Tulisan yang berjudul Sifat Wara’ Cara Tepat Menghindari Syubhat adalah seri ke-22 dari serial Materi Kultum Ramadhan yang ditulis oleh ustadz Muhammad Faishal Fadhli.
Ada sebuah kisah inspiratif tentang sifat wara’ yang benar-benar terjadi di kalangan Bani Israel. Rasulullah shallallahu ‘alaih wa sallama, menyampikan kisah ini berdasarkan wahyu.
Berikut runutan ceritanya:
Seseorang membeli tanah dari orang lain. Pembeli menemukan guci berisi emas di tanah itu.

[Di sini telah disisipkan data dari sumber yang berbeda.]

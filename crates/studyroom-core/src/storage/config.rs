//! TOML-based application configuration.
//!
//! Stores user preferences including:
//! - Default timer durations (used when no timer state has been saved yet)
//! - Notification preferences and the remembered permission
//! - Checklist owner and whether the midnight auto-clear runs
//!
//! Configuration is stored at `<data_dir>/config.toml`.

use serde::{Deserialize, Serialize};
use std::path::{Path, PathBuf};

use super::data_dir;
use crate::error::ConfigError;
use crate::notify::Permission;
use crate::timer::TimerState;

/// Timer defaults, in minutes.
#[derive(Debug, Clone, Serialize, Deserialize)]
pub struct TimerConfig {
    #[serde(default = "default_work_minutes")]
    pub work_minutes: u32,
    #[serde(default = "default_break_minutes")]
    pub break_minutes: u32,
}

/// Notification configuration.
#[derive(Debug, Clone, Serialize, Deserialize)]
pub struct NotificationsConfig {
    #[serde(default = "default_true")]
    pub enabled: bool,
    #[serde(default = "default_true")]
    pub sound: bool,
    #[serde(default)]
    pub permission: Permission,
}

/// Checklist configuration.
#[derive(Debug, Clone, Serialize, Deserialize)]
pub struct ChecklistConfig {
    /// Owner of the checklist. Empty means nobody is signed in.
    #[serde(default)]
    pub user_id: String,
    /// Clear completed items at local midnight.
    #[serde(default = "default_true")]
    pub auto_clear: bool,
}

/// Application configuration.
///
/// Serialized to/from TOML at `<data_dir>/config.toml`.
#[derive(Debug, Clone, Default, Serialize, Deserialize)]
pub struct Config {
    #[serde(default)]
    pub timer: TimerConfig,
    #[serde(default)]
    pub notifications: NotificationsConfig,
    #[serde(default)]
    pub checklist: ChecklistConfig,
}

fn default_work_minutes() -> u32 {
    25
}
fn default_break_minutes() -> u32 {
    5
}
fn default_true() -> bool {
    true
}

impl Default for TimerConfig {
    fn default() -> Self {
        Self {
            work_minutes: default_work_minutes(),
            break_minutes: default_break_minutes(),
        }
    }
}

impl Default for NotificationsConfig {
    fn default() -> Self {
        Self {
            enabled: true,
            sound: true,
            permission: Permission::Default,
        }
    }
}

impl Default for ChecklistConfig {
    fn default() -> Self {
        Self {
            user_id: String::new(),
            auto_clear: true,
        }
    }
}

impl Config {
    fn get_json_value_by_path<'a>(
        root: &'a serde_json::Value,
        key: &str,
    ) -> Option<&'a serde_json::Value> {
        if key.is_empty() {
            return None;
        }

        let mut current = root;
        for part in key.split('.') {
            current = current.get(part)?;
        }
        Some(current)
    }

    fn set_json_value_by_path(
        root: &mut serde_json::Value,
        key: &str,
        value: &str,
    ) -> Result<(), ConfigError> {
        let unknown = || ConfigError::UnknownKey(key.to_string());
        let invalid = |message: String| ConfigError::InvalidValue {
            key: key.to_string(),
            message,
        };

        let mut parts = key.split('.').peekable();
        if key.is_empty() {
            return Err(unknown());
        }

        let mut current = root;
        while let Some(part) = parts.next() {
            if parts.peek().is_none() {
                let obj = current.as_object_mut().ok_or_else(unknown)?;
                let existing = obj.get(part).ok_or_else(unknown)?;

                let new_value = match existing {
                    serde_json::Value::Bool(_) => serde_json::Value::Bool(
                        value
                            .parse::<bool>()
                            .map_err(|e| invalid(e.to_string()))?,
                    ),
                    serde_json::Value::Number(_) => {
                        let n = value
                            .parse::<u64>()
                            .map_err(|_| invalid(format!("cannot parse '{value}' as number")))?;
                        serde_json::Value::Number(n.into())
                    }
                    serde_json::Value::Object(_) | serde_json::Value::Array(_) => {
                        return Err(invalid("cannot replace a whole section".into()));
                    }
                    _ => serde_json::Value::String(value.into()),
                };

                obj.insert(part.to_string(), new_value);
                return Ok(());
            }

            current = current.get_mut(part).ok_or_else(unknown)?;
        }

        Err(unknown())
    }

    pub fn path() -> Result<PathBuf, ConfigError> {
        Ok(data_dir()?.join("config.toml"))
    }

    /// Load from the default location, writing defaults there if missing.
    ///
    /// # Errors
    ///
    /// Returns an error if the config file exists but cannot be parsed,
    /// or if the default config cannot be written to disk.
    pub fn load() -> Result<Self, ConfigError> {
        Self::load_from(&Self::path()?)
    }

    pub fn load_from(path: &Path) -> Result<Self, ConfigError> {
        match std::fs::read_to_string(path) {
            Ok(content) => toml::from_str(&content).map_err(|e| ConfigError::LoadFailed {
                path: path.to_path_buf(),
                message: e.to_string(),
            }),
            Err(e) if e.kind() == std::io::ErrorKind::NotFound => {
                let cfg = Self::default();
                cfg.save_to(path)?;
                Ok(cfg)
            }
            Err(e) => Err(ConfigError::LoadFailed {
                path: path.to_path_buf(),
                message: e.to_string(),
            }),
        }
    }

    /// Persist to the default location.
    ///
    /// # Errors
    ///
    /// Returns an error if the config cannot be serialized or written to disk.
    pub fn save(&self) -> Result<(), ConfigError> {
        self.save_to(&Self::path()?)
    }

    pub fn save_to(&self, path: &Path) -> Result<(), ConfigError> {
        let save_failed = |message: String| ConfigError::SaveFailed {
            path: path.to_path_buf(),
            message,
        };
        let content = toml::to_string_pretty(self).map_err(|e| save_failed(e.to_string()))?;
        std::fs::write(path, content).map_err(|e| save_failed(e.to_string()))
    }

    /// Get a config value as string by dot-separated key.
    pub fn get(&self, key: &str) -> Option<String> {
        let json = serde_json::to_value(self).ok()?;
        let val = Self::get_json_value_by_path(&json, key)?;
        match val {
            serde_json::Value::String(s) => Some(s.clone()),
            other => Some(other.to_string()),
        }
    }

    /// Set a value by dot-separated key without saving.
    ///
    /// # Errors
    ///
    /// Returns an error if the key is unknown or the value does not fit the
    /// key's type.
    pub fn set(&mut self, key: &str, value: &str) -> Result<(), ConfigError> {
        let mut json = serde_json::to_value(&*self).map_err(|e| ConfigError::InvalidValue {
            key: key.to_string(),
            message: e.to_string(),
        })?;
        Self::set_json_value_by_path(&mut json, key, value)?;
        *self = serde_json::from_value(json).map_err(|e| ConfigError::InvalidValue {
            key: key.to_string(),
            message: e.to_string(),
        })?;
        Ok(())
    }

    /// Timer state to start from when nothing has been persisted yet.
    pub fn timer_defaults(&self) -> TimerState {
        TimerState::with_durations(
            self.timer.work_minutes.saturating_mul(60),
            self.timer.break_minutes.saturating_mul(60),
        )
    }
}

Pembeli berkata kepada penjual tanah, “Ambil emasmu ini dariku. Aku hanya membeli tanah, tidak membeli emas.”
Lantas si penjual berkata kepadanya, “Aku menjual tanah berikut isinya.”
Kemudian, mereka berdua mengadukan perkara ini kepada seorang lelaki. Orang yang dimintai pendapatnya itu berkata, “Apakah kalian berdua mempunyai keturunan?”
Salah satu dari mereka berkata, “Aku punya seorang putra.” Dan yang satu lagi menjawab, “Aku punya seorang putri.”
Maka kemudian, lelaki yang dianggap sebagai penengah itu memutuskan perkara, “Nikahkan putramu dengan si gadis, dan infakkan emas itu kepada mereka berdua, dan bersedekahlah (dengan emas itu).”
Kisah di atas seratus persen valid. Karena bersumber dari hadits nabi yang derajatnya paling shahih: Muttafaqun ‘Alaihi.
Imam Bukhari meriwayatkan dalam Jami’ Shahih-nya, nomor 3472, Kitab Ahadits Al-Anbiya’. Sedangkan Imam Muslim mencantumkannya dalam Kitab Al-Aqdhiyah, nomor 1721.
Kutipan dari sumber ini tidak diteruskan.